(PROMPT): Reproduce the listing below exactly, from its first line down to and including the line with "impl From<Square> for".

(RECORD SET):

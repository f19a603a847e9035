//! Board data model: squares, pieces, the board arena and path tracing.

pub mod board;
pub mod path;
pub mod piece;
pub mod square;

pub use board::{Board, BoardError, BoardSnapshot};
pub use piece::{Color, Piece, PieceId, PieceKind, Target};
pub use square::{
    BOARD_SIZE, Delta, NUM_SQUARES, Square, SquareParseError, aligned, delta, delta_notation,
    same_diagonal, same_file, same_rank,
};
//! Conversions to and from [`shakmaty`] types.
//!
//! Used to render and read FEN board fields. Only piece placement crosses the
//! boundary; turn, castling and move counters have no counterpart here.

use shakmaty::{File, Rank};

use crate::game_state::{Board, BoardError, Color, PieceKind, Square};

impl From<Square> for shakmaty::Square {
    fn from(square: Square) -> Self {
        shakmaty::Square::from_coords(
            File::new(u32::from(square.file())),
            Rank::new(u32::from(square.rank())),
        )
    }
}

impl From<shakmaty::Square> for Square {
    fn from(square: shakmaty::Square) -> Self {
        let file = square.file().char() as u8 - b'a';
        let rank = square.rank().char() as u8 - b'1';
        Square::new(file, rank).expect("shakmaty squares are always on the board")
    }
}

impl From<Color> for shakmaty::Color {
    fn from(color: Color) -> Self {
        match color {
            Color::White => shakmaty::Color::White,
            Color::Black => shakmaty::Color::Black,
        }
    }
}

impl From<shakmaty::Color> for Color {
    fn from(color: shakmaty::Color) -> Self {
        match color {
            shakmaty::Color::White => Color::White,
            shakmaty::Color::Black => Color::Black,
        }
    }
}

impl From<PieceKind> for shakmaty::Role {
    fn from(kind: PieceKind) -> Self {
        match kind {
            PieceKind::Pawn => shakmaty::Role::Pawn,
            PieceKind::Rook => shakmaty::Role::Rook,
            PieceKind::Knight => shakmaty::Role::Knight,
            PieceKind::Bishop => shakmaty::Role::Bishop,
            PieceKind::Queen => shakmaty::Role::Queen,
            PieceKind::King => shakmaty::Role::King,
        }
    }
}

impl From<shakmaty::Role> for PieceKind {
    fn from(role: shakmaty::Role) -> Self {
        match role {
            shakmaty::Role::Pawn => PieceKind::Pawn,
            shakmaty::Role::Rook => PieceKind::Rook,
            shakmaty::Role::Knight => PieceKind::Knight,
            shakmaty::Role::Bishop => PieceKind::Bishop,
            shakmaty::Role::Queen => PieceKind::Queen,
            shakmaty::Role::King => PieceKind::King,
        }
    }
}

impl From<&Board> for shakmaty::Board {
    fn from(board: &Board) -> Self {
        let mut out = shakmaty::Board::empty();
        for square in Square::all() {
            if let Some(piece) = board.piece_at(square) {
                out.set_piece_at(
                    square.into(),
                    shakmaty::Piece {
                        role: piece.kind.into(),
                        color: piece.color.into(),
                    },
                );
            }
        }
        out
    }
}

impl Board {
    /// Piece placement as a FEN board field, e.g. `rnbqkbnr/pppppppp/8/...`.
    pub fn board_fen(&self) -> String {
        shakmaty::Board::from(self).to_string()
    }

    /// Build a fresh board from a FEN board field or a full FEN string.
    ///
    /// Pieces get ids in A1..H8 order and start with `has_moved` false, except
    /// pawns that are off their starting rank.
    pub fn from_board_fen(fen: &str) -> Result<Board, BoardError> {
        let placement = fen.split_whitespace().next().unwrap_or_default();
        let parsed = shakmaty::Board::from_ascii_board_fen(placement.as_bytes())
            .map_err(|e| BoardError::Fen(e.to_string()))?;

        let mut board = Board::empty();
        for square in shakmaty::Square::ALL {
            if let Some(piece) = parsed.piece_at(square) {
                let square = Square::from(square);
                let color = Color::from(piece.color);
                let kind = PieceKind::from(piece.role);
                let id = board.place(kind, color, square)?;
                if kind == PieceKind::Pawn && square.rank() != color.pawn_rank() {
                    board.mark_moved(id);
                }
            }
        }
        Ok(board)
    }
}
use std::io::{self, Write};

use crate::BoardDisplay;
use crate::feedback::{BoardFeedback, SquareFeedback};
use crate::game_state::{BOARD_SIZE, BoardSnapshot, Square};

/// Terminal-based board display.
///
/// Renders a [`BoardSnapshot`] as an 8×8 grid of FEN letters, with ANSI
/// color-coded backgrounds for the [`BoardFeedback`] on each square.
#[derive(Debug, Default)]
pub struct TerminalDisplay;

impl TerminalDisplay {
    /// Create a new terminal display.
    pub fn new() -> Self {
        Self
    }
}

/// Error type for terminal display operations.
#[derive(Debug, thiserror::Error)]
pub enum DisplayError {
    #[error("failed to write to terminal: {0}")]
    Io(#[from] io::Error),
}

impl BoardDisplay for TerminalDisplay {
    type Error = DisplayError;

    fn show(&mut self, board: &BoardSnapshot, feedback: &BoardFeedback) -> Result<(), Self::Error> {
        render_board(&mut io::stdout(), board, feedback)
    }
}

/// Render the board to any writer. Extracted for testability.
pub(crate) fn render_board(
    w: &mut impl Write,
    board: &BoardSnapshot,
    feedback: &BoardFeedback,
) -> Result<(), DisplayError> {
    for rank in (0..BOARD_SIZE).rev() {
        write!(w, " {} ", rank + 1)?;
        for file in 0..BOARD_SIZE {
            let Some(square) = Square::new(file, rank) else {
                continue;
            };
            let symbol = board[rank as usize][file as usize]
                .map(|(kind, color)| kind.symbol(color))
                .unwrap_or('·');
            write!(w, "{}", format_square(symbol, feedback.get(square)))?;
        }
        writeln!(w)?;
    }
    writeln!(w, "    A  B  C  D  E  F  G  H")?;
    w.flush()?;
    Ok(())
}

/// Wrap a cell in the ANSI background matching its feedback.
fn format_square(symbol: char, feedback: Option<SquareFeedback>) -> String {
    let background = match feedback {
        Some(SquareFeedback::Destination) => "\x1b[44m",
        Some(SquareFeedback::Capture) => "\x1b[41m",
        Some(SquareFeedback::Origin) => "\x1b[42m",
        Some(SquareFeedback::Check) => "\x1b[45m",
        Some(SquareFeedback::Checker) => "\x1b[43m",
        None => return format!(" {symbol} "),
    };
    format!("{background} {symbol} \x1b[0m")
}

#[cfg(test)]
mod tests {
    use super::*;
    use crate::game_state::Board;

    fn sq(s: &str) -> Square {
        s.parse().unwrap()
    }

    fn render_to_string(board: &BoardSnapshot, feedback: &BoardFeedback) -> String {
        let mut buf = Vec::new();
        render_board(&mut buf, board, feedback).expect("rendering to buffer should succeed");
        String::from_utf8(buf).expect("output should be valid UTF-8")
    }

    #[test]
    fn show_starting_position() {
        let output = render_to_string(&Board::standard().snapshot(), &BoardFeedback::new());
        let lines: Vec<&str> = output.lines().collect();

        assert_eq!(lines[0], " 8  r  n  b  q  k  b  n  r ");
        assert_eq!(lines[4], " 4  ·  ·  ·  ·  ·  ·  ·  · ");
        assert_eq!(lines[7], " 1  R  N  B  Q  K  B  N  R ");
        assert_eq!(lines[8], "    A  B  C  D  E  F  G  H");
    }

    #[test]
    fn show_destination_uses_blue_background() {
        let mut feedback = BoardFeedback::new();
        feedback.set(sq("E4"), SquareFeedback::Destination);

        let output = render_to_string(&Board::standard().snapshot(), &feedback);

        assert!(
            output.contains("\x1b[44m · \x1b[0m"),
            "destination should use blue ANSI background"
        );
    }

    #[test]
    fn show_capture_uses_red_background() {
        let mut feedback = BoardFeedback::new();
        feedback.set(sq("D7"), SquareFeedback::Capture);

        let output = render_to_string(&Board::standard().snapshot(), &feedback);

        assert!(output.contains("\x1b[41m p \x1b[0m"));
    }

    #[test]
    fn show_check_uses_magenta_background() {
        let mut feedback = BoardFeedback::new();
        feedback.set(sq("E8"), SquareFeedback::Check);
        feedback.set(sq("H5"), SquareFeedback::Checker);

        let output = render_to_string(&Board::standard().snapshot(), &feedback);

        assert!(output.contains("\x1b[45m k \x1b[0m"));
        assert!(output.contains("\x1b[43m"));
    }

    #[test]
    fn empty_feedback_has_no_ansi_codes() {
        let output = render_to_string(&Board::standard().snapshot(), &BoardFeedback::new());

        assert!(
            !output.contains("\x1b["),
            "empty feedback should have no ANSI codes"
        );
    }
}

(REPLY TO THE TASK):
repository f19a603a847e9035
//! Board data model: squares, pieces, the board arena and path tracing.

pub mod board;
pub mod path;
pub mod piece;
pub mod square;

pub use board::{Board, BoardError, BoardSnapshot};
pub use piece::{Color, Piece, PieceId, PieceKind, Target};
pub use square::{
    BOARD_SIZE, Delta, NUM_SQUARES, Square, SquareParseError, aligned, delta, delta_notation,
    same_diagonal, same_file, same_rank,
};
//! Conversions to and from [`shakmaty`] types.
//!
//! Used to render and read FEN board fields. Only piece placement crosses the
//! boundary; turn, castling and move counters have no counterpart here.

use shakmaty::{File, Rank};

use crate::game_state::{Board, BoardError, Color, PieceKind, Square};

impl From<Square> for shakmaty::Square {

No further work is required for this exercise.